There are number of ways to measure the cost of energy when you are comparing, say solar photovoltaic vs. coal-fired power for example. When comparing simple cost per megawatt-hour over a 30-year power plant life-cycle, we are now at or near the point in the vast majority of locations around the world where solar and wind energy installations are a better value for power production over time than are non-renewable options such as coal, petroleum, nuclear, or even natural gas. This is not even taking an accounting of externalities and risks. But a major issue that is keeping solar and wind from dominating new power construction is the issue of dispatchability or peak-load potential. Dispatchable generation is that which can be turned off or on at any time and at nearly any capacity to meet fluctuations in demand. When there is a power outage for some reason, there needs to be a way to bring new sources quickly online.

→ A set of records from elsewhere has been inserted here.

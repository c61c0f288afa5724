//! # nebula-core
//!
//! Capability provider interfaces consumed by the command router.
//!
//! Each provider is a stateless-per-call facade over one OS subsystem:
//! - [`PowerProvider`]: power-state transitions and power plans
//! - [`DisplayProvider`]: display enumeration and mode changes
//! - [`ProcessProvider`]: process enumeration, suspend and resume
//!
//! Providers never panic or throw; every call returns a value or a typed
//! [`CapabilityError`].

#![deny(unsafe_code)]

pub mod display;
pub mod errors;
pub mod power;
pub mod process;

pub use display::{DisplayDescriptor, DisplayModeChange, DisplayProvider};
pub use errors::{CapabilityError, CapabilityResult};
pub use power::{PowerPlan, PowerProvider, PowerState};
pub use process::{ProcessDescriptor, ProcessProvider};

use std::sync::Arc;

use serde::Serialize;

/// Whether a provider may be invoked concurrently from several sessions.
#[derive(Clone, Copy, Debug, PartialEq, Eq)]
pub enum Concurrency {
    /// Safe to call from any number of tasks at once.
    Reentrant,
    /// Calls must be serialized by the caller.
    Serialized,
}

/// Status result of a mutating provider call.
#[derive(Clone, Debug, PartialEq, Eq, Serialize)]
pub struct Acknowledgement {
    /// Human-readable summary of what was done.
    pub message: String,
}

impl Acknowledgement {
    /// Create an acknowledgement with the given message.
    pub fn new(message: impl Into<String>) -> Self {
        Self {
            message: message.into(),
        }
    }
}

/// The full set of capability providers the router dispatches to.
#[derive(Clone)]
pub struct Providers {
    /// Power capability.
    pub power: Arc<dyn PowerProvider>,
    /// Display capability.
    pub display: Arc<dyn DisplayProvider>,
    /// Process capability.
    pub process: Arc<dyn ProcessProvider>,
}
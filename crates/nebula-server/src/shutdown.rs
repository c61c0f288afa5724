//! Graceful shutdown coordination via `CancellationToken` and `TaskTracker`.

use std::future::Future;
use std::time::Duration;

use tokio_util::sync::CancellationToken;
use tokio_util::task::TaskTracker;
use tokio_util::task::task_tracker::TrackedFuture;
use tracing::{info, warn};

/// Coordinates graceful shutdown across all server tasks.
pub struct ShutdownCoordinator {
    token: CancellationToken,
    tracker: TaskTracker,
}

impl ShutdownCoordinator {
    /// Create a new shutdown coordinator.
    pub fn new() -> Self {
        Self {
            token: CancellationToken::new(),
            tracker: TaskTracker::new(),
        }
    }

    /// Get a clone of the cancellation token.
    pub fn token(&self) -> CancellationToken {
        self.token.clone()
    }

    /// Initiate shutdown.
    pub fn shutdown(&self) {
        self.token.cancel();
    }

    /// Whether a shutdown has been initiated.
    pub fn is_shutting_down(&self) -> bool {
        self.token.is_cancelled()
    }

    /// Track `fut` so [`Self::graceful_shutdown`] waits for it.
    pub fn track<F: Future>(&self, fut: F) -> TrackedFuture<F> {
        self.tracker.track_future(fut)
    }

    /// Number of tracked tasks still running.
    pub fn tracked(&self) -> usize {
        self.tracker.len()
    }

    /// Cancel the token and wait up to `grace` for tracked tasks.
    ///
    /// Returns `true` if every tracked task finished in time. Tasks still
    /// running after the grace period are left alone, never aborted.
    pub async fn graceful_shutdown(&self, grace: Duration) -> bool {
        self.shutdown();
        let _ = self.tracker.close();
        info!(
            task_count = self.tracker.len(),
            grace_secs = grace.as_secs_f64(),
            "waiting for tasks to complete"
        );

        if tokio::time::timeout(grace, self.tracker.wait()).await.is_ok() {
            true
        } else {
            warn!(
                remaining = self.tracker.len(),
                "shutdown timed out after {grace:?}, some tasks may still be running"
            );
            false
        }
    }
}

impl Default for ShutdownCoordinator {
    fn default() -> Self {
        Self::new()
    }
}
//! `GET /ws` upgrade handler.

use axum::extract::State;
use axum::extract::ws::WebSocketUpgrade;
use axum::http::StatusCode;
use axum::response::{IntoResponse, Response};
use metrics::counter;
use tracing::{debug, warn};
use uuid::Uuid;

use super::connection::run_connection;
use crate::metrics::WS_CONNECTIONS_REJECTED_TOTAL;
use crate::server::AppState;

/// Upgrade to a `WebSocket` session, or 503 when shutting down or at the
/// connection cap.
pub async fn ws_upgrade(ws: WebSocketUpgrade, State(state): State<AppState>) -> Response {
    if state.shutdown.is_shutting_down() {
        return (StatusCode::SERVICE_UNAVAILABLE, "server is shutting down").into_response();
    }
    let Ok(permit) = state.limiter.clone().try_acquire_owned() else {
        counter!(WS_CONNECTIONS_REJECTED_TOTAL).increment(1);
        warn!(
            max_connections = state.config.max_connections,
            "connection limit reached, rejecting upgrade"
        );
        return (StatusCode::SERVICE_UNAVAILABLE, "connection limit reached").into_response();
    };

    let session_id = Uuid::now_v7().to_string();
    debug!(session_id, "upgrading connection");
    let ctx = state.connection_context();
    let shutdown = state.shutdown.clone();
    ws.max_message_size(state.config.max_message_size)
        .on_upgrade(move |socket| async move {
            let _permit = permit;
            shutdown.track(run_connection(socket, session_id, ctx)).await;
        })
}
//! The set of live sessions.

use std::collections::HashMap;
use std::sync::Arc;

use axum::extract::ws::Utf8Bytes;
use metrics::counter;
use nebula_rpc::ResponseEnvelope;
use parking_lot::RwLock;
use tracing::{debug, warn};

use super::session::Session;
use crate::metrics::WS_BROADCAST_DROPS_TOTAL;

/// Outcome of one [`SessionManager::broadcast`].
#[derive(Clone, Copy, Debug, Default, PartialEq, Eq)]
pub struct BroadcastReport {
    /// Sessions registered when the broadcast started.
    pub recipients: usize,
    /// Sessions the message was queued for.
    pub delivered: usize,
    /// Sessions whose queue was full or closed.
    pub dropped: usize,
}

/// Tracks connected sessions and routes outbound messages to them.
///
/// The set is only reachable through register, unregister, send and
/// broadcast; the lock is never held across an await.
pub struct SessionManager {
    sessions: RwLock<HashMap<String, Arc<Session>>>,
}

impl SessionManager {
    /// Create an empty manager.
    pub fn new() -> Self {
        Self {
            sessions: RwLock::new(HashMap::new()),
        }
    }

    /// Add a session. Returns `false` (and leaves the set unchanged) if a
    /// session with the same id is already registered.
    pub fn register(&self, session: Arc<Session>) -> bool {
        let mut sessions = self.sessions.write();
        if sessions.contains_key(session.id()) {
            warn!(session_id = session.id(), "session already registered");
            return false;
        }
        let _ = sessions.insert(session.id().to_owned(), session);
        true
    }

    /// Remove a session. Unknown ids are a no-op.
    pub fn unregister(&self, session_id: &str) -> Option<Arc<Session>> {
        self.sessions.write().remove(session_id)
    }

    /// Send `envelope` to one session, waiting for queue capacity.
    ///
    /// Returns `false` if the session is not registered or no longer
    /// accepting messages.
    pub async fn send(&self, session_id: &str, envelope: &ResponseEnvelope) -> bool {
        let session = self.sessions.read().get(session_id).cloned();
        match session {
            Some(session) => session.send(Utf8Bytes::from(envelope.to_text())).await,
            None => false,
        }
    }

    /// Best-effort delivery of `envelope` to every session registered at the
    /// moment of the call.
    ///
    /// Never waits on a slow session: a full or closed queue counts as a
    /// drop and delivery continues with the rest.
    pub fn broadcast(&self, envelope: &ResponseEnvelope) -> BroadcastReport {
        let frame = Utf8Bytes::from(envelope.to_text());
        let recipients: Vec<Arc<Session>> = self.sessions.read().values().cloned().collect();

        let mut report = BroadcastReport {
            recipients: recipients.len(),
            ..BroadcastReport::default()
        };
        for session in &recipients {
            if session.try_send(frame.clone()) {
                report.delivered += 1;
            } else {
                report.dropped += 1;
                debug!(session_id = session.id(), "broadcast dropped for session");
            }
        }

        if report.dropped > 0 {
            counter!(WS_BROADCAST_DROPS_TOTAL).increment(report.dropped as u64);
            warn!(
                recipients = report.recipients,
                dropped = report.dropped,
                "broadcast not delivered to every session"
            );
        }
        debug!(recipients = report.recipients, delivered = report.delivered, "broadcast");
        report
    }

    /// Whether `session_id` is registered.
    pub fn contains(&self, session_id: &str) -> bool {
        self.sessions.read().contains_key(session_id)
    }

    /// Number of registered sessions.
    pub fn count(&self) -> usize {
        self.sessions.read().len()
    }

    /// Ids of the registered sessions, in no particular order.
    pub fn ids(&self) -> Vec<String> {
        self.sessions.read().keys().cloned().collect()
    }
}

impl Default for SessionManager {
    fn default() -> Self {
        Self::new()
    }
}
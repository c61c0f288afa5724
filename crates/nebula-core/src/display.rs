//! Display capability: enumeration and mode changes.

use std::fmt;

use async_trait::async_trait;
use serde::ser::SerializeStruct;
use serde::{Serialize, Serializer};

use crate::errors::CapabilityResult;
use crate::{Acknowledgement, Concurrency};

/// A display as read from the OS at enumeration time.
///
/// Descriptors go stale when hardware or configuration changes; callers
/// re-enumerate rather than cache beyond a single request.
#[derive(Clone, Debug, PartialEq, Eq)]
pub struct DisplayDescriptor {
    /// Position within this enumeration.
    pub id: u32,
    /// OS device name (e.g. `HDMI-1`, `\\.\DISPLAY1`).
    pub name: String,
    /// Human-readable name.
    pub friendly_name: String,
    /// Horizontal resolution in pixels.
    pub width: u32,
    /// Vertical resolution in pixels.
    pub height: u32,
    /// Refresh rate in Hz.
    pub refresh_rate: u32,
}

impl DisplayDescriptor {
    /// Resolution formatted as `WxH`.
    pub fn resolution(&self) -> String {
        format!("{}x{}", self.width, self.height)
    }
}

impl Serialize for DisplayDescriptor {
    fn serialize<S: Serializer>(&self, serializer: S) -> Result<S::Ok, S::Error> {
        let mut state = serializer.serialize_struct("DisplayDescriptor", 7)?;
        state.serialize_field("id", &self.id)?;
        state.serialize_field("name", &self.name)?;
        state.serialize_field("friendly_name", &self.friendly_name)?;
        state.serialize_field("resolution", &self.resolution())?;
        state.serialize_field("width", &self.width)?;
        state.serialize_field("height", &self.height)?;
        state.serialize_field("refresh_rate", &self.refresh_rate)?;
        state.end()
    }
}

/// A mode change applied to one display in a single provider call.
#[derive(Clone, Copy, Debug, PartialEq, Eq)]
pub enum DisplayModeChange {
    /// Change the pixel geometry.
    Resolution {
        /// Width in pixels.
        width: u32,
        /// Height in pixels.
        height: u32,
    },
    /// Change the refresh rate.
    RefreshRate {
        /// Rate in Hz.
        rate: u32,
    },
}

impl DisplayModeChange {
    /// Acknowledgement text for a successful change.
    pub fn applied_message(&self) -> String {
        match self {
            Self::Resolution { width, height } => format!("Resolution set to {width}x{height}"),
            Self::RefreshRate { rate } => format!("Refresh rate set to {rate}Hz"),
        }
    }
}

impl fmt::Display for DisplayModeChange {
    fn fmt(&self, f: &mut fmt::Formatter<'_>) -> fmt::Result {
        match self {
            Self::Resolution { width, height } => write!(f, "resolution {width}x{height}"),
            Self::RefreshRate { rate } => write!(f, "refresh rate {rate}Hz"),
        }
    }
}

/// Display capability provider.
#[async_trait]
pub trait DisplayProvider: Send + Sync {
    /// Enumerate the attached displays.
    async fn list_displays(&self) -> CapabilityResult<Vec<DisplayDescriptor>>;

    /// Apply `change` to the display identified by `display_id`.
    ///
    /// Implementations resolve `display_id` against a fresh enumeration and
    /// apply the change atomically or not at all.
    async fn set_mode(
        &self,
        display_id: u32,
        change: DisplayModeChange,
    ) -> CapabilityResult<Acknowledgement>;

    /// Enable or disable a virtual (dummy) display.
    async fn set_dummy_display(&self, enabled: bool) -> CapabilityResult<Acknowledgement>;

    /// Concurrency guarantee of this provider.
    fn concurrency(&self) -> Concurrency {
        Concurrency::Serialized
    }
}

/// Message used by providers when `display_id` is outside the enumeration.
pub fn invalid_display_id(display_id: u32) -> String {
    format!("Invalid display ID: {display_id}")
}

#[cfg(test)]
mod tests {
    use super::*;

    fn sample() -> DisplayDescriptor {
        DisplayDescriptor {
            id: 0,
            name: "HDMI-1".into(),
            friendly_name: "DELL U2720Q".into(),
            width: 1920,
            height: 1080,
            refresh_rate: 60,
        }
    }

    #[test]
    fn resolution_string() {
        assert_eq!(sample().resolution(), "1920x1080");
    }

    #[test]
    fn serializes_wire_fields() {
        let json = serde_json::to_value(sample()).unwrap();
        assert_eq!(json["id"], 0);
        assert_eq!(json["name"], "HDMI-1");
        assert_eq!(json["friendly_name"], "DELL U2720Q");
        assert_eq!(json["resolution"], "1920x1080");
        assert_eq!(json["width"], 1920);
        assert_eq!(json["height"], 1080);
        assert_eq!(json["refresh_rate"], 60);
    }

    #[test]
    fn applied_messages() {
        let res = DisplayModeChange::Resolution {
            width: 2560,
            height: 1440,
        };
        assert_eq!(res.applied_message(), "Resolution set to 2560x1440");
        let rate = DisplayModeChange::RefreshRate { rate: 144 };
        assert_eq!(rate.applied_message(), "Refresh rate set to 144Hz");
    }

    #[test]
    fn invalid_display_id_message() {
        assert_eq!(invalid_display_id(7), "Invalid display ID: 7");
    }
}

Solar and wind are both making strides in addressing their variability when it comes to base load supply, with increased flexibility in the transmission grids and with some amount of inherent energy storage to modulate for the intermittent nature of the winds and the sun. For example, solid state thermal storage and sodium thermal storage are providing larger plants with the ability to produce a nearly constant supply of energy to match the performance of a nuclear plant. Reverse-hydro offers another, albeit geographically limited, option for large-scale storage.

But we are now on the verge of also seeing a battery technology revolution that will allow for on demand access to stored renewable energy capacity that will make it possible to imagine a more robust and flexible 100% renewable energy infrastructure that can free us from even the “bridge technology” of natural gas-fired peaking plants.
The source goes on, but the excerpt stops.